KOHLER: Europeans aim to 'make it count' in Ryder Cup defense AFP Kohler Padraig Harrington is hammering home the idea of European exceptionalism as his players prepare to defend golf's Ryder Cup in hostile territory against a star-laden US team.
Upon arriving at Whistling Straits, Europe's players learned where they line up in the history of just 164 players who have represented the continent.
Despite their wealth of experience and depth of enthusiasm for the biennial match play showdown, Europe's players were clearly moved to learn what rare company they're in.
"It was very powerful," Spain's Sergio Garcia said of the video that featured such past Ryder Cup greats as Jose Maria Olazabal and Tony Jacklin.
Every player to represent Europe — Great Britain and Ireland before the format changed in 1979 — was assigned a number, right through the members of this year's team of 12, who were urged to "make it count."
Garcia will be playing in a 10th Ryder Cup when Europe launches its defense on Friday on the Wisconsin course hugging the shore of Lake Michigan.
England's Lee Westwood will be playing in his 11th — but he too was struck by the video that contrasted the 164 to the 5,780 people who have climbed Mount Everest, 570 people who have been in outer space and 225 men who have won a major golf championship.
"You have a far greater chance of going into space or climbing Mount Everest than you have representing Europe in the Ryder Cup," Westwood said.
"It's something to be proud of, being able to pull on the clothing with the European team crest on it."
European teams have won nine of the past 12 Ryder Cups, thrashing the United States 17.5-10.5 in France in 2018. That includes three of the past six held on US soil.
In harkening to history, Harrington boosted the spirit of camaraderie that Europe must have to maintain its dominance against a US team that features eight of the world's top 10 players - the highest number for either team since the inception of the world rankings in 1986.
US captain Steve Stricker, aiming to make the most of all that talent, capitalized on the United States' home advantage by convening his team for an early weekend of practice at Whistling Straits, before the hoopla of Ryder Cup week was in full swing.
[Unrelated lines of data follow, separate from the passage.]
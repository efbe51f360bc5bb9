use std::time::{Duration, Instant};

use anyhow::Result;
use crossbeam_channel::{select, tick, unbounded};
use notify::{Config, Event, EventKind, RecommendedWatcher, RecursiveMode, Watcher};
use wirec_codegen::{Engine, GenerationQueue};

const DEBOUNCE: Duration = Duration::from_millis(500);
const TICK: Duration = Duration::from_millis(100);

/// Watch mode: one initial pass, then a regeneration pass per burst of unit
/// changes. Triggers landing while a pass runs coalesce into one follow-up.
pub fn run(engine: Engine) -> Result<()> {
    let roots = engine.options().scan_roots.clone();

    run_pass(&engine);

    let queue = GenerationQueue::start(move || run_pass(&engine));

    let (tx, rx) = unbounded();
    let mut watcher = RecommendedWatcher::new(
        move |res| {
            if let Ok(event) = res {
                let _ = tx.send(event);
            }
        },
        Config::default(),
    )?;
    for root in &roots {
        watcher.watch(root, RecursiveMode::Recursive)?;
        println!("👀 watching {}", root.display());
    }

    let ticker = tick(TICK);
    let mut pending_since: Option<Instant> = None;
    loop {
        select! {
            recv(rx) -> event => {
                let Ok(event) = event else { break };
                if is_relevant(&event) {
                    tracing::debug!(paths = ?event.paths, "unit change detected");
                    pending_since = Some(Instant::now());
                }
            }
            recv(ticker) -> _ => {
                if pending_since.is_some_and(|at| at.elapsed() >= DEBOUNCE) {
                    pending_since = None;
                    queue.trigger();
                }
            }
        }
    }

    queue.shutdown();
    Ok(())
}

fn run_pass(engine: &Engine) {
    match engine.run() {
        Ok(report) if report.reused => {
            println!("✅ {} up to date", report.fingerprint);
        }
        Ok(report) => {
            println!(
                "✅ regenerated {} ({} candidate(s))",
                report.fingerprint,
                report.transformed_candidates.len()
            );
        }
        Err(e) => {
            println!("❌ pass failed: {}", e);
        }
    }
}

/// Only unit files count; the bridge directory the generator writes into each
/// scan root must not re-trigger the pass it came from.
fn is_relevant(event: &Event) -> bool {
    if !matches!(
        event.kind,
        EventKind::Create(_) | EventKind::Modify(_) | EventKind::Remove(_)
    ) {
        return false;
    }
    event.paths.iter().any(|path| {
        let path = path.to_string_lossy();
        path.ends_with(".unit.json") && !path.contains("/.wirec/")
    })
}

#[cfg(test)]
mod tests {
    use super::*;
    use std::path::PathBuf;

    fn modify_event(path: &str) -> Event {
        let mut event = Event::new(EventKind::Modify(notify::event::ModifyKind::Any));
        event.paths.push(PathBuf::from(path));
        event
    }

    #[test]
    fn unit_changes_are_relevant() {
        assert!(is_relevant(&modify_event("/app/src/logger.unit.json")));
    }

    #[test]
    fn bridge_writes_do_not_retrigger() {
        assert!(!is_relevant(&modify_event("/app/src/.wirec/bridge.js")));
        assert!(!is_relevant(&modify_event("/app/src/readme.md")));
    }
}
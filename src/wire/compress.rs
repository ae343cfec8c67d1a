// SPDX-License-Identifier: Apache-2.0 OR MIT
// Copyright (c) 2025-2026 naskel.com

//! Payload compression layer (spec §6): none, DEFLATE, GZIP, or LZ4.
//!
//! LZ4 frames wrap each chunk as `[u32 uncompressed_len][u32 compressed_len]
//! [bytes]`, since `lz4_flex`'s block API carries no self-describing length.

use std::io::{self, Read, Write};

use flate2::read::{DeflateDecoder, GzDecoder};
use flate2::write::{DeflateEncoder, GzEncoder};
use flate2::Compression as Flate2Level;

#[derive(Debug, Clone, Copy, PartialEq, Eq, Hash, Default)]
pub enum Compression {
    #[default]
    None,
    Deflate,
    Gzip,
    Lz4,
}

#[derive(Debug, Clone, PartialEq, Eq)]
pub enum CompressError {
    Io(String),
    TruncatedLz4Frame,
}

impl std::fmt::Display for CompressError {
    fn fmt(&self, f: &mut std::fmt::Formatter<'_>) -> std::fmt::Result {
        match self {
            Self::Io(msg) => write!(f, "compression I/O error: {msg}"),
            Self::TruncatedLz4Frame => f.write_str("truncated LZ4 chunk frame"),
        }
    }
}

impl std::error::Error for CompressError {}

impl From<io::Error> for CompressError {
    fn from(e: io::Error) -> Self {
        Self::Io(e.to_string())
    }
}

const LZ4_FRAME_HEADER_LEN: usize = 8;

impl Compression {
    pub fn to_byte(self) -> u8 {
        match self {
            Self::None => 0,
            Self::Deflate => 1,
            Self::Gzip => 2,
            Self::Lz4 => 3,
        }
    }

    pub fn from_byte(b: u8) -> Option<Self> {
        match b {
            0 => Some(Self::None),
            1 => Some(Self::Deflate),
            2 => Some(Self::Gzip),
            3 => Some(Self::Lz4),
            _ => None,
        }
    }

    pub fn from_name(name: &str) -> Option<Self> {
        match name {
            "NONE" => Some(Self::None),
            "DEFLATE" => Some(Self::Deflate),
            "GZIP" => Some(Self::Gzip),
            "LZ4" => Some(Self::Lz4),
            _ => None,
        }
    }

    #[must_use]
    pub fn name(self) -> &'static str {
        match self {
            Self::None => "NONE",
            Self::Deflate => "DEFLATE",
            Self::Gzip => "GZIP",
            Self::Lz4 => "LZ4",
        }
    }

    pub fn compress(self, data: &[u8]) -> Result<Vec<u8>, CompressError> {
        match self {
            Self::None => Ok(data.to_vec()),
            Self::Deflate => {
                let mut enc = DeflateEncoder::new(Vec::new(), Flate2Level::default());
                enc.write_all(data)?;
                Ok(enc.finish()?)
            }
            Self::Gzip => {
                let mut enc = GzEncoder::new(Vec::new(), Flate2Level::default());
                enc.write_all(data)?;
                Ok(enc.finish()?)
            }
            Self::Lz4 => {
                let compressed = lz4_flex::compress(data);
                let mut out = Vec::with_capacity(LZ4_FRAME_HEADER_LEN + compressed.len());
                out.extend_from_slice(&(data.len() as u32).to_be_bytes());
                out.extend_from_slice(&(compressed.len() as u32).to_be_bytes());
                out.extend_from_slice(&compressed);
                Ok(out)
            }
        }
    }

    pub fn decompress(self, data: &[u8]) -> Result<Vec<u8>, CompressError> {
        match self {
            Self::None => Ok(data.to_vec()),
            Self::Deflate => {
                let mut dec = DeflateDecoder::new(data);
                let mut out = Vec::new();
                dec.read_to_end(&mut out)?;
                Ok(out)
            }
            Self::Gzip => {
                let mut dec = GzDecoder::new(data);
                let mut out = Vec::new();
                dec.read_to_end(&mut out)?;
                Ok(out)
            }
            Self::Lz4 => {
                if data.len() < LZ4_FRAME_HEADER_LEN {
                    return Err(CompressError::TruncatedLz4Frame);
                }
                let uncompressed_len =
                    u32::from_be_bytes(data[0..4].try_into().unwrap()) as usize;
                let compressed_len = u32::from_be_bytes(data[4..8].try_into().unwrap()) as usize;
                let body = &data[LZ4_FRAME_HEADER_LEN..];
                if body.len() < compressed_len {
                    return Err(CompressError::TruncatedLz4Frame);
                }
                lz4_flex::decompress(&body[..compressed_len], uncompressed_len)
                    .map_err(|_| CompressError::TruncatedLz4Frame)
            }
        }
    }
}
// SPDX-License-Identifier: Apache-2.0 OR MIT
// Copyright (c) 2025-2026 naskel.com

//! Session terminus identity formats (spec §6): a client or service side of
//! a nexus is named either by alias or by a stable UUID.

use uuid::Uuid;

/// Identifies one side of a nexus for login, reinstatement matching, and
/// continuation lookup.
#[derive(Debug, Clone, PartialEq, Eq, Hash)]
pub enum Terminus {
    /// A UTF-8 alias, optionally ephemeral (not eligible for reinstatement
    /// matching across process restarts).
    ServiceName { alias: String, ephemeral: bool },
    /// A 128-bit UUID identity, with an optional human-readable alias.
    ServiceUuid {
        uuid: Uuid,
        alias: Option<String>,
        ephemeral: bool,
    },
}

impl Terminus {
    #[must_use]
    pub fn is_ephemeral(&self) -> bool {
        match self {
            Self::ServiceName { ephemeral, .. } | Self::ServiceUuid { ephemeral, .. } => {
                *ephemeral
            }
        }
    }

    /// Two termini identify the same client for reinstatement purposes iff
    /// their stable identity (UUID, or alias for name-based termini)
    /// matches; ephemeral termini never match anything, including
    /// themselves across logins; a non-ephemeral `ServiceUuid` also
    /// matches a `ServiceName` carrying the same alias.
    #[must_use]
    pub fn same_client(&self, other: &Terminus) -> bool {
        if self.is_ephemeral() || other.is_ephemeral() {
            return false;
        }
        match (self, other) {
            (Self::ServiceUuid { uuid: a, .. }, Self::ServiceUuid { uuid: b, .. }) => a == b,
            (Self::ServiceName { alias: a, .. }, Self::ServiceName { alias: b, .. }) => a == b,
            (
                Self::ServiceUuid { alias: Some(a), .. },
                Self::ServiceName { alias: b, .. },
            )
            | (
                Self::ServiceName { alias: b, .. },
                Self::ServiceUuid { alias: Some(a), .. },
            ) => a == b,
            _ => false,
        }
    }
}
Jordan Spieth, heading into his fourth Ryder Cup, wasn't sure how helpful the days of light practice would be, but said Tuesday they had been beneficial.
"I thought the commitment of guys to get up here was cool," Spieth said.
"We were messing around. We were hitting shots. We weren't really like chipping and putting to all the pins.
It was more let's have some fun and play a match with each other and just kind of see — get our feet on the ground, see the grandstands, see the setting ahead of time so that when we arrive today, you're not kind of taken aback."
That could be especially useful for a US side featuring six Ryder Cup rookies, and it plays into Stricker's goal of "out-preparing" Europe.
"Certainly I think things can adjust, but as far as how prepared you can be on Tuesday for a Friday start, I would say it's probably the most that I've seen in the four Cups," Spieth said.